Fields changed: Learning outcomes and competences, Métodos de ensino e atividades de aprendizagem, Fórmula de cálculo da classificação final, Componentes de Avaliação e Ocupação, Obtenção de frequência, Programa, Melhoria de classificação

Teaching language

Suitable for English-speaking students

Objectives

The main objective of this course is to equip students with knowledge about natural language processing and information extraction techniques, combining the presentation of theoretical foudations with pratical applications.

Learning outcomes and competences

Upon completing the course students should be able to:

- Explain the fundamental concepts and techniques in natural language processing and information extraction;
- Demonstrate knowledge of relevant literature and be able to synthesize and present research work;
- Design and implement systems that perform analysis and automatic extraction of information expressed in natural language.

Working method

Presencial

Program

The curricular unit will be organized in two parts that include the theoretical component and a project component. The theoretical component will introduce concepts on language processing and information extraction and discuss recent literature on the subject.

The project component will allow students to apply these concepts in practical case studies. Students will perform research, development, and evaluation of a solution for language processing and information extraction. During the research and development stages, students will be accompanied under tutorship.

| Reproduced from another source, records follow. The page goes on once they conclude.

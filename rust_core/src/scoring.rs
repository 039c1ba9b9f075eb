//! Scoring engine.
//!
//! All score numbers of a session are produced here. The total score is
//! never stored: it is always `base_score + time_score`, with moderation
//! points and speed bonuses folded into the base score.

use crate::game_config::GameConfig;
use crate::models::{ModerationAction, ProcessedRecord, ScoreBreakdown, Tweet};
use crate::upgrades::UpgradeEffects;
use serde::{Deserialize, Serialize};
use std::collections::HashSet;
use tracing::debug;

/// Points for a correct approve or flag
pub const CORRECT_POINTS: i64 = 10;
/// Penalty for a mistake before upgrade reduction
pub const MISTAKE_PENALTY: i64 = 5;
/// Speed bonus at zero reaction time
pub const MAX_SPEED_BONUS: i64 = 60;
/// Reaction time at which the speed bonus reaches zero
pub const SPEED_BONUS_WINDOW_MS: u64 = 10_000;

/// Linear decay from 60 points at 0 ms to 0 at the window, scaled and clamped to [0, 60]
pub fn speed_bonus(reaction_ms: u64, speed_multiplier: f64) -> i64 {
    let t = reaction_ms.min(SPEED_BONUS_WINDOW_MS) as f64;
    let max = MAX_SPEED_BONUS as f64;
    let raw = (max - max * t / SPEED_BONUS_WINDOW_MS as f64) * speed_multiplier;
    (raw.round() as i64).clamp(0, MAX_SPEED_BONUS)
}

/// Points lost for a mistake given the remaining-penalty fraction
pub fn mistake_penalty(mistake_penalty_reduction: f64) -> i64 {
    (MISTAKE_PENALTY as f64 * mistake_penalty_reduction).round() as i64
}

/// Misinformation tweets that were shown but never flagged
pub fn count_missed_misinformation<'a>(
    shown: impl IntoIterator<Item = &'a Tweet>,
    processed: &[ProcessedRecord],
) -> u32 {
    let flagged: HashSet<&str> = processed
        .iter()
        .filter(|r| r.was_flagged)
        .map(|r| r.tweet_id.as_str())
        .collect();

    shown
        .into_iter()
        .filter(|t| t.is_disinfo && !flagged.contains(t.id.as_str()))
        .count() as u32
}

/// Outcome of a single moderation action
#[derive(Debug, Clone, Copy, PartialEq, Eq, Serialize, Deserialize)]
#[serde(tag = "kind", rename_all = "snake_case")]
pub enum ScoredAction {
    Moderated {
        correct: bool,
        /// Change applied to the base score, speed bonus included
        points: i64,
        speed_bonus: i64,
    },
    FactCheck {
        consumed: bool,
        remaining: u32,
    },
}

#[derive(Debug, Clone)]
pub struct ScoringEngine {
    base_score: i64,
    time_score: i64,
    messages_handled: u32,
    breakdown: ScoreBreakdown,
    processed: Vec<ProcessedRecord>,
    fact_checks_remaining: u32,
    effects: UpgradeEffects,
    /// Captured at session start, not re-read per tick
    time_increment: i64,
}

impl ScoringEngine {
    pub fn new(config: &GameConfig, effects: UpgradeEffects) -> Self {
        let time_increment =
            (config.time_score_amount as f64 * (1.0 + effects.time_score_bonus())).round() as i64;
        Self {
            base_score: 0,
            time_score: 0,
            messages_handled: 0,
            breakdown: ScoreBreakdown::default(),
            processed: Vec::new(),
            fact_checks_remaining: config.base_fact_checks + effects.fact_checks_bonus(),
            effects,
            time_increment,
        }
    }

    pub fn score(&self) -> i64 {
        self.base_score + self.time_score
    }

    pub fn base_score(&self) -> i64 {
        self.base_score
    }

    pub fn time_score(&self) -> i64 {
        self.time_score
    }

    pub fn breakdown(&self) -> ScoreBreakdown {
        self.breakdown
    }

    pub fn processed(&self) -> &[ProcessedRecord] {
        &self.processed
    }

    pub fn messages_handled(&self) -> u32 {
        self.messages_handled
    }

    pub fn fact_checks_remaining(&self) -> u32 {
        self.fact_checks_remaining
    }

    pub fn effects(&self) -> &UpgradeEffects {
        &self.effects
    }

    /// Apply an action on `tweet`, `reaction_ms` after it appeared
    pub fn record_moderation(
        &mut self,
        tweet: &Tweet,
        action: ModerationAction,
        reaction_ms: u64,
    ) -> ScoredAction {
        let correct = match action {
            ModerationAction::FactCheck => return self.consume_fact_check(),
            ModerationAction::Approve => !tweet.is_disinfo,
            ModerationAction::Flag => tweet.is_disinfo,
        };

        self.processed.push(ProcessedRecord {
            tweet_id: tweet.id.clone(),
            was_misinformation: tweet.is_disinfo,
            was_flagged: action == ModerationAction::Flag,
        });
        self.messages_handled += 1;

        if !correct {
            let penalty = mistake_penalty(self.effects.mistake_penalty_reduction());
            self.base_score -= penalty;
            self.breakdown.incorrect_flags += 1;
            debug!("{} on {} was wrong: -{}", action, tweet.id, penalty);
            return ScoredAction::Moderated {
                correct: false,
                points: -penalty,
                speed_bonus: 0,
            };
        }

        let bonus = if action == ModerationAction::Flag {
            speed_bonus(reaction_ms, self.effects.speed_multiplier())
        } else {
            0
        };
        let points = CORRECT_POINTS + bonus;
        self.base_score += points;
        self.breakdown.correct_flags += 1;
        self.breakdown.speed_bonus += bonus;
        debug!(
            "{} on {} was correct: +{} (speed bonus {} after {}ms)",
            action, tweet.id, points, bonus, reaction_ms
        );

        ScoredAction::Moderated {
            correct: true,
            points,
            speed_bonus: bonus,
        }
    }

    fn consume_fact_check(&mut self) -> ScoredAction {
        let consumed = self.fact_checks_remaining > 0;
        if consumed {
            self.fact_checks_remaining -= 1;
        }
        ScoredAction::FactCheck {
            consumed,
            remaining: self.fact_checks_remaining,
        }
    }

    /// Passive time score increment; returns the new time score
    pub fn tick_time_score(&mut self) -> i64 {
        self.time_score += self.time_increment;
        self.time_score
    }

    /// Count missed misinformation among `shown`. Reported only, the score is unchanged.
    pub fn finalize<'a>(&mut self, shown: impl IntoIterator<Item = &'a Tweet>) -> u32 {
        let missed = count_missed_misinformation(shown, &self.processed);
        self.breakdown.missed_misinformation = missed;
        missed
    }
}
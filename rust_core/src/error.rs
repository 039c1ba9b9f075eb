//! Typed errors for the game domain.

use crate::models::GamePhase;
use thiserror::Error;

#[derive(Debug, Clone, PartialEq, Eq, Error)]
pub enum SessionError {
    #[error("cannot {event} while in {from} phase")]
    IllegalTransition { from: GamePhase, event: &'static str },
    #[error("no tweets available to start a session")]
    EmptyBacklog,
}

#[derive(Debug, Clone, PartialEq, Eq, Error)]
pub enum PurchaseError {
    #[error("unknown upgrade: {0}")]
    UnknownUpgrade(String),
    #[error("upgrade {id} is already at max level {max_level}")]
    MaxLevel { id: String, max_level: u32 },
    #[error("upgrade {id} costs {price}, only {money} available")]
    InsufficientFunds { id: String, price: i64, money: i64 },
}

#[derive(Debug, Clone, PartialEq, Eq, Error)]
pub enum ConfigError {
    #[error("{0} must be greater than zero")]
    ZeroPeriod(&'static str),
    #[error("invalid value for {key}: {value}")]
    InvalidValue { key: &'static str, value: String },
}
//! Upgrade catalog, effect resolution and the upgrade shop.
//!
//! Upgrades are persistent, leveled player enhancements. Each catalog entry
//! maps a level to a partial [`UpgradeEffects`] record; the resolver merges
//! the records of every owned upgrade into one. Merging is a field-wise
//! override, so two upgrades touching the same bonus never stack.

use crate::error::PurchaseError;
use crate::models::UpgradeState;
use serde::{Deserialize, Serialize};
use tracing::{debug, warn};

/// Merged upgrade effects. `None` means "no upgrade provides this bonus".
#[derive(Debug, Clone, Copy, Default, PartialEq, Serialize, Deserialize)]
#[serde(rename_all = "camelCase")]
pub struct UpgradeEffects {
    pub fact_checks_bonus: Option<u32>,
    pub speed_multiplier: Option<f64>,
    pub mistake_penalty_reduction: Option<f64>,
    pub time_score_bonus: Option<f64>,
}

impl UpgradeEffects {
    /// Extra fact checks per session (default 0)
    pub fn fact_checks_bonus(&self) -> u32 {
        self.fact_checks_bonus.unwrap_or(0)
    }

    /// Speed bonus multiplier, >= 1 (default 1)
    pub fn speed_multiplier(&self) -> f64 {
        self.speed_multiplier.unwrap_or(1.0).max(1.0)
    }

    /// Fraction of the mistake penalty still applied, in [0, 1] (default 1)
    pub fn mistake_penalty_reduction(&self) -> f64 {
        self.mistake_penalty_reduction.unwrap_or(1.0).clamp(0.0, 1.0)
    }

    /// Relative boost of the passive time score (default 0)
    pub fn time_score_bonus(&self) -> f64 {
        self.time_score_bonus.unwrap_or(0.0).max(0.0)
    }

    /// Overlay `other` on top of `self`, field by field
    pub fn merge(&mut self, other: UpgradeEffects) {
        if other.fact_checks_bonus.is_some() {
            self.fact_checks_bonus = other.fact_checks_bonus;
        }
        if other.speed_multiplier.is_some() {
            self.speed_multiplier = other.speed_multiplier;
        }
        if other.mistake_penalty_reduction.is_some() {
            self.mistake_penalty_reduction = other.mistake_penalty_reduction;
        }
        if other.time_score_bonus.is_some() {
            self.time_score_bonus = other.time_score_bonus;
        }
    }
}

/// Static definition of a purchasable upgrade
#[derive(Debug, Clone)]
pub struct UpgradeDefinition {
    pub id: &'static str,
    pub name: &'static str,
    pub description: &'static str,
    pub max_level: u32,
    /// Price of level `n + 1` at index `n`
    pub prices: &'static [i64],
    pub level_descriptions: &'static [&'static str],
    pub effect: fn(u32) -> UpgradeEffects,
}

impl UpgradeDefinition {
    /// Price of the next level, `None` at max level
    pub fn next_price(&self, current_level: u32) -> Option<i64> {
        if current_level >= self.max_level {
            return None;
        }
        self.prices.get(current_level as usize).copied()
    }
}

fn fact_checker_effect(level: u32) -> UpgradeEffects {
    UpgradeEffects {
        fact_checks_bonus: Some(level * 2),
        ..Default::default()
    }
}

fn speed_bonus_effect(level: u32) -> UpgradeEffects {
    UpgradeEffects {
        speed_multiplier: Some(1.0 + level as f64 * 0.25),
        ..Default::default()
    }
}

fn mistake_shield_effect(level: u32) -> UpgradeEffects {
    UpgradeEffects {
        mistake_penalty_reduction: Some(1.0 - level as f64 * 0.25),
        ..Default::default()
    }
}

fn time_bonus_effect(level: u32) -> UpgradeEffects {
    UpgradeEffects {
        time_score_bonus: Some(level as f64 * 0.2),
        ..Default::default()
    }
}

/// Every upgrade available in the shop
pub static UPGRADE_CATALOG: &[UpgradeDefinition] = &[
    UpgradeDefinition {
        id: "fact_checker",
        name: "Fact Checker Pro",
        description: "Increases your fact check allowance during games",
        max_level: 3,
        prices: &[100, 250, 500],
        level_descriptions: &[
            "+2 fact checks per game",
            "+4 fact checks per game",
            "+6 fact checks per game",
        ],
        effect: fact_checker_effect,
    },
    UpgradeDefinition {
        id: "speed_bonus",
        name: "Quick Reflexes",
        description: "Increases points earned from speed bonuses",
        max_level: 3,
        prices: &[150, 300, 600],
        level_descriptions: &[
            "+25% speed bonus points",
            "+50% speed bonus points",
            "+75% speed bonus points",
        ],
        effect: speed_bonus_effect,
    },
    UpgradeDefinition {
        id: "mistake_shield",
        name: "Mistake Shield",
        description: "Reduces points lost from incorrect flags",
        max_level: 2,
        prices: &[200, 450],
        level_descriptions: &["-25% points lost from mistakes", "-50% points lost from mistakes"],
        effect: mistake_shield_effect,
    },
    UpgradeDefinition {
        id: "time_bonus",
        name: "Time Manager",
        description: "Increases the passive points earned over time",
        max_level: 3,
        prices: &[175, 350, 700],
        level_descriptions: &[
            "+20% passive time score",
            "+40% passive time score",
            "+60% passive time score",
        ],
        effect: time_bonus_effect,
    },
];

/// Look up an upgrade by id
pub fn get_upgrade(id: &str) -> Option<&'static UpgradeDefinition> {
    UPGRADE_CATALOG.iter().find(|u| u.id == id)
}

/// Merge the effects of every owned upgrade.
///
/// Level 0 contributes nothing, unknown ids are ignored and levels above the
/// catalog maximum are clamped.
pub fn resolve_effects(state: &UpgradeState) -> UpgradeEffects {
    for id in state.keys() {
        if get_upgrade(id).is_none() {
            debug!("Ignoring unknown upgrade id '{}'", id);
        }
    }

    let mut effects = UpgradeEffects::default();
    for upgrade in UPGRADE_CATALOG {
        let level = state.get(upgrade.id).copied().unwrap_or(0);
        if level == 0 {
            continue;
        }
        let level = if level > upgrade.max_level {
            warn!(
                "Upgrade '{}' stored at level {} above max {}, clamping",
                upgrade.id, level, upgrade.max_level
            );
            upgrade.max_level
        } else {
            level
        };
        effects.merge((upgrade.effect)(level));
    }
    effects
}

/// Memoizing wrapper around [`resolve_effects`]
#[derive(Debug, Default)]
pub struct UpgradeEffectResolver {
    cached: Option<(UpgradeState, UpgradeEffects)>,
    recomputations: u64,
}

impl UpgradeEffectResolver {
    pub fn new() -> Self {
        Self::default()
    }

    /// Effects for `state`, recomputed only when `state` differs from the last call
    pub fn resolve(&mut self, state: &UpgradeState) -> UpgradeEffects {
        if let Some((cached_state, effects)) = &self.cached {
            if cached_state == state {
                return *effects;
            }
        }
        let effects = resolve_effects(state);
        self.cached = Some((state.clone(), effects));
        self.recomputations += 1;
        effects
    }

    /// Number of times the effects were actually recomputed
    pub fn recomputations(&self) -> u64 {
        self.recomputations
    }
}

// ============================================================================
// Shop
// ============================================================================

/// One shop line for the current player
#[derive(Debug, Clone, PartialEq, Serialize, Deserialize)]
pub struct UpgradeOffer {
    pub id: String,
    pub name: String,
    pub current_level: u32,
    pub max_level: u32,
    pub next_price: Option<i64>,
    pub can_purchase: bool,
}

/// Result of a successful purchase
#[derive(Debug, Clone, PartialEq, Serialize, Deserialize)]
pub struct PurchaseReceipt {
    pub id: String,
    pub new_level: u32,
    pub price: i64,
    pub money: i64,
    pub upgrades: UpgradeState,
}

/// Shop listing for every catalog entry
pub fn offers(state: &UpgradeState, money: i64) -> Vec<UpgradeOffer> {
    UPGRADE_CATALOG
        .iter()
        .map(|upgrade| {
            let current_level = state.get(upgrade.id).copied().unwrap_or(0).min(upgrade.max_level);
            let next_price = upgrade.next_price(current_level);
            UpgradeOffer {
                id: upgrade.id.to_string(),
                name: upgrade.name.to_string(),
                current_level,
                max_level: upgrade.max_level,
                next_price,
                can_purchase: next_price.map_or(false, |price| money >= price),
            }
        })
        .collect()
}

/// Buy the next level of `id`
pub fn purchase(state: &UpgradeState, money: i64, id: &str) -> Result<PurchaseReceipt, PurchaseError> {
    let upgrade = get_upgrade(id).ok_or_else(|| PurchaseError::UnknownUpgrade(id.to_string()))?;
    let current_level = state.get(id).copied().unwrap_or(0);

    let price = upgrade.next_price(current_level).ok_or(PurchaseError::MaxLevel {
        id: id.to_string(),
        max_level: upgrade.max_level,
    })?;

    if money < price {
        return Err(PurchaseError::InsufficientFunds {
            id: id.to_string(),
            price,
            money,
        });
    }

    let mut upgrades = state.clone();
    upgrades.insert(id.to_string(), current_level + 1);

    Ok(PurchaseReceipt {
        id: id.to_string(),
        new_level: current_level + 1,
        price,
        money: money - price,
        upgrades,
    })
}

The course will address the following topics:
- Introduction to natural language processing: definitions, tasks, and applications.
- Basic text processing: regular expressions, tokenization, normalization, lemmatization, stemming, segmentation.
- Language models: n-grams.
- Text classification: bag-of-words, TF-IDF, n-grams, Naive Bayes, feature engineering; generative and discriminative classifiers.
- Sequence models: hidden Markov models, conditional random fields; POS-tagging and named entity recognition.
- Vectorized representations of words: lexical semantics, word embeddings.
- Neural networks in natural language processing: neural language models, recurrent neural networks, encoder-decoder networks, attention, transformer networks.
- Information extraction: named entity recognition and relation extraction, event and time extraction, template filling.
- Contemporary research in natural language processing and information extraction.

Mandatory literature

Daniel Jurafsky; Speech and language processing. ISBN: 0-13-095069-6 (https://web.stanford.edu/~jurafsky/slp3/)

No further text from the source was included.